# INFORMATION PROVIDED:
- Opening Delimiter -

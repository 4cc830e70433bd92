//! Property suite: for every well-posed cash-flow series the solver returns
//! a rate whose residual NPV is numerically zero.

use chrono::NaiveDate;
use proptest::prelude::*;

use vintage_core::models::CashFlow;
use vintage_xirr::{npv, solve_xirr};

fn epoch() -> NaiveDate {
    NaiveDate::from_ymd_opt(2020, 1, 1).unwrap()
}

/// One investment at t0 followed by 1–5 later inflows. A conventional
/// series (single sign change) has exactly one IRR; the amount and date
/// ranges keep that root inside the solver's annualized-rate domain.
fn arb_conventional_series() -> impl Strategy<Value = Vec<CashFlow>> {
    (
        10.0f64..1000.0,
        prop::collection::vec((365u32..3650, 100.0f64..20_000.0), 1..6),
    )
        .prop_map(|(invested, inflows)| {
            let mut flows = vec![CashFlow::new(epoch(), -invested)];
            flows.extend(inflows.into_iter().map(|(offset_days, amount)| {
                CashFlow::new(epoch() + chrono::Duration::days(i64::from(offset_days)), amount)
            }));
            flows
        })
}

proptest! {
    #[test]
    fn residual_npv_is_zero_at_solved_rate(flows in arb_conventional_series()) {
        let rate = solve_xirr(&flows).unwrap();
        let residual = npv(rate, &flows, epoch());
        prop_assert!(
            residual.abs() < 1e-8,
            "rate {rate} leaves residual {residual} for {flows:?}"
        );
    }

    #[test]
    fn solved_rate_is_above_total_loss(flows in arb_conventional_series()) {
        let rate = solve_xirr(&flows).unwrap();
        prop_assert!(rate > -1.0);
        prop_assert!(rate.is_finite());
    }
}
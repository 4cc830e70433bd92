/// Durable-tier errors for SQLite operations.
#[derive(Debug, thiserror::Error)]
pub enum StoreError {
    #[error("SQLite error: {message}")]
    Sqlite { message: String },

    #[error("migration failed at version {version}: {reason}")]
    MigrationFailed { version: u32, reason: String },

    #[error("matrix record not found: {matrix_key}")]
    RowNotFound { matrix_key: String },

    #[error("connection lock poisoned: {message}")]
    LockPoisoned { message: String },
}
//! Canonical matrix key: a blake3 hash over the normalized config.
//!
//! Identical configs always hash identically. Normalization sorts bucket
//! definitions (with their correlation weights) by bucket name, and
//! serde_json's sorted object keys make the serialized form canonical.

use serde_json::json;

use vintage_core::models::MatrixConfig;

/// Deterministic cache key for a matrix config.
pub fn matrix_key(config: &MatrixConfig) -> String {
    let mut buckets: Vec<_> = config
        .bucket_definitions
        .iter()
        .zip(config.correlation_weights.iter())
        .map(|(b, w)| {
            json!({
                "name": b.name,
                "lower": b.lower,
                "upper": b.upper,
                "weight": w,
            })
        })
        .collect();
    buckets.sort_by(|a, b| a["name"].as_str().cmp(&b["name"].as_str()));

    let market = &config.market;
    let canonical = json!({
        "fund_id": config.fund_id,
        "taxonomy_version": config.taxonomy_version,
        "scenario_count": config.scenario_count,
        "buckets": buckets,
        "recycling_enabled": config.recycling_enabled,
        "market": {
            "exit_multiple_median": market.exit_multiple_median,
            "exit_multiple_p90": market.exit_multiple_p90,
            "failure_rate": market.failure_rate,
            "follow_on_probability": market.follow_on_probability,
            "hold_period_years": market.hold_period_years,
            "stages": market.stage_transitions,
        },
    });

    blake3::hash(canonical.to_string().as_bytes())
        .to_hex()
        .to_string()
}
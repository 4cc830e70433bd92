/// Simulation engine errors.
#[derive(Debug, Clone, PartialEq, thiserror::Error)]
pub enum EngineError {
    #[error("invalid simulation config: {reason}")]
    InvalidConfig { reason: String },
}
//! Built-in historical-scenario parameter presets.
//!
//! A small, read-only catalog keyed by era name. Production deployments can
//! substitute their own `IScenarioCatalog` backed by a real parameter table.

use std::collections::BTreeMap;

use crate::models::{MarketParameters, StageTransition};
use crate::traits::IScenarioCatalog;

/// In-memory preset catalog with the standard historical scenarios.
pub struct HistoricalCatalog {
    presets: BTreeMap<String, MarketParameters>,
}

fn ladder(seed: f64, series_a: f64, series_b: f64) -> Vec<StageTransition> {
    vec![
        StageTransition { stage: "seed".into(), graduate: seed },
        StageTransition { stage: "series-a".into(), graduate: series_a },
        StageTransition { stage: "series-b".into(), graduate: series_b },
    ]
}

impl HistoricalCatalog {
    pub fn new() -> Self {
        let mut presets = BTreeMap::new();
        presets.insert(
            "post-crisis-2009".to_string(),
            MarketParameters {
                exit_multiple_median: 1.4,
                exit_multiple_p90: 3.2,
                failure_rate: 0.25,
                follow_on_probability: 0.3,
                hold_period_years: 9.0,
                stage_transitions: ladder(0.3, 0.25, 0.2),
            },
        );
        presets.insert(
            "baseline-2015".to_string(),
            MarketParameters {
                exit_multiple_median: 2.0,
                exit_multiple_p90: 5.0,
                failure_rate: 0.15,
                follow_on_probability: 0.5,
                hold_period_years: 8.0,
                stage_transitions: ladder(0.4, 0.35, 0.3),
            },
        );
        presets.insert(
            "expansion-2021".to_string(),
            MarketParameters {
                exit_multiple_median: 2.8,
                exit_multiple_p90: 8.0,
                failure_rate: 0.12,
                follow_on_probability: 0.65,
                hold_period_years: 6.5,
                stage_transitions: ladder(0.5, 0.4, 0.35),
            },
        );
        Self { presets }
    }
}

impl Default for HistoricalCatalog {
    fn default() -> Self {
        Self::new()
    }
}

impl IScenarioCatalog for HistoricalCatalog {
    fn preset(&self, name: &str) -> Option<MarketParameters> {
        self.presets.get(name).cloned()
    }

    fn names(&self) -> Vec<String> {
        self.presets.keys().cloned().collect()
    }
}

- Closing Delimiter -

# WHAT IS BEING ASKED:
Without omitting anything, output the entries exactly.

# FINISHED TASK:
repository 4cc830e70433bd92
//! Property suite: for every well-posed cash-flow series the solver returns
//! a rate whose residual NPV is numerically zero.

use chrono::NaiveDate;
use proptest::prelude::*;

use vintage_core::models::CashFlow;
use vintage_xirr::{npv, solve_xirr};

fn epoch() -> NaiveDate {
    NaiveDate::from_ymd_opt(2020, 1, 1).unwrap()
}

/// One investment at t0 followed by 1–5 later inflows. A conventional
/// series (single sign change) has exactly one IRR; the amount and date
/// ranges keep that root inside the solver's annualized-rate domain.
fn arb_conventional_series() -> impl Strategy<Value = Vec<CashFlow>> {
    (
        10.0f64..1000.0,
        prop::collection::vec((365u32..3650, 100.0f64..20_000.0), 1..6),
    )
        .prop_map(|(invested, inflows)| {
            let mut flows = vec![CashFlow::new(epoch(), -invested)];
            flows.extend(inflows.into_iter().map(|(offset_days, amount)| {
                CashFlow::new(epoch() + chrono::Duration::days(i64::from(offset_days)), amount)
            }));
            flows
        })
}

proptest! {
    #[test]
    fn residual_npv_is_zero_at_solved_rate(flows in arb_conventional_series()) {
        let rate = solve_xirr(&flows).unwrap();
        let residual = npv(rate, &flows, epoch());
        prop_assert!(
            residual.abs() < 1e-8,
            "rate {rate} leaves residual {residual} for {flows:?}"
        );
    }

    #[test]
    fn solved_rate_is_above_total_loss(flows in arb_conventional_series()) {
        let rate = solve_xirr(&flows).unwrap();
        prop_assert!(rate > -1.0);
        prop_assert!(rate.is_finite());
    }
}
repository 4cc830e70433bd92
/// Durable-tier errors for SQLite operations.
#[derive(Debug, thiserror::Error)]
pub enum StoreError {
    #[error("SQLite error: {message}")]
    Sqlite { message: String },

    #[error("migration failed at version {version}: {reason}")]
    MigrationFailed { version: u32, reason: String },

    #[error("matrix record not found: {matrix_key}")]
    RowNotFound { matrix_key: String },

    #[error("connection lock poisoned: {message}")]
    LockPoisoned { message: String },
}
//! Canonical matrix key: a blake3 hash over the normalized config.
//!
//! Identical configs always hash identically. Normalization sorts bucket
//! definitions (with their correlation weights) by bucket name, and
//! serde_json's sorted object keys make the serialized form canonical.

use serde_json::json;

use vintage_core::models::MatrixConfig;

/// Deterministic cache key for a matrix config.
pub fn matrix_key(config: &MatrixConfig) -> String {
    let mut buckets: Vec<_> = config
        .bucket_definitions
        .iter()
        .zip(config.correlation_weights.iter())
        .map(|(b, w)| {
            json!({
                "name": b.name,
                "lower": b.lower,
                "upper": b.upper,
                "weight": w,
            })
        })
        .collect();
    buckets.sort_by(|a, b| a["name"].as_str().cmp(&b["name"].as_str()));

    let market = &config.market;
    let canonical = json!({
        "fund_id": config.fund_id,
        "taxonomy_version": config.taxonomy_version,
        "scenario_count": config.scenario_count,
        "buckets": buckets,
        "recycling_enabled": config.recycling_enabled,
        "market": {
            "exit_multiple_median": market.exit_multiple_median,
            "exit_multiple_p90": market.exit_multiple_p90,
            "failure_rate": market.failure_rate,
            "follow_on_probability": market.follow_on_probability,
            "hold_period_years": market.hold_period_years,
            "stages": market.stage_transitions,
        },
    });

    blake3::hash(canonical.to_string().as_bytes())
        .to_hex()
        .to_string()
}
repository 4cc830e70433bd92
/// Simulation engine errors.
#[derive(Debug, Clone, PartialEq, thiserror::Error)]
pub enum EngineError {
    #[error("invalid simulation config: {reason}")]
    InvalidConfig { reason: String },
}
//! Built-in historical-scenario parameter presets.
//!
//! A small, read-only catalog keyed by era name. Production deployments can
//! substitute their own `IScenarioCatalog` backed by a real parameter table.

use std::collections::BTreeMap;

use crate::models::{MarketParameters, StageTransition};
use crate::traits::IScenarioCatalog;

/// In-memory preset catalog with the standard historical scenarios.
pub struct HistoricalCatalog {
    presets: BTreeMap<String, MarketParameters>,
}

fn ladder(seed: f64, series_a: f64, series_b: f64) -> Vec<StageTransition> {
    vec![
        StageTransition { stage: "seed".into(), graduate: seed },
        StageTransition { stage: "series-a".into(), graduate: series_a },
        StageTransition { stage: "series-b".into(), graduate: series_b },
    ]
}

impl HistoricalCatalog {
    pub fn new() -> Self {
        let mut presets = BTreeMap::new();
        presets.insert(
            "post-crisis-2009".to_string(),
            MarketParameters {
                exit_multiple_median: 1.4,
                exit_multiple_p90: 3.2,
                failure_rate: 0.25,
                follow_on_probability: 0.3,
                hold_period_years: 9.0,
                stage_transitions: ladder(0.3, 0.25, 0.2),
            },
        );
        presets.insert(
            "baseline-2015".to_string(),
            MarketParameters {
                exit_multiple_median: 2.0,
                exit_multiple_p90: 5.0,
                failure_rate: 0.15,
                follow_on_probability: 0.5,
                hold_period_years: 8.0,
                stage_transitions: ladder(0.4, 0.35, 0.3),
            },
        );
        presets.insert(
            "expansion-2021".to_string(),
            MarketParameters {
                exit_multiple_median: 2.8,
                exit_multiple_p90: 8.0,
                failure_rate: 0.12,
                follow_on_probability: 0.65,
                hold_period_years: 6.5,
                stage_transitions: ladder(0.5, 0.4, 0.35),
            },
        );
        Self { presets }
    }
}

impl Default for HistoricalCatalog {
    fn default() -> Self {
        Self::new()
    }
}

impl IScenarioCatalog for HistoricalCatalog {
    fn preset(&self, name: &str) -> Option<MarketParameters> {
        self.presets.get(name).cloned()
    }

    fn names(&self) -> Vec<String> {
        self.presets.keys().cloned().collect()
    }
}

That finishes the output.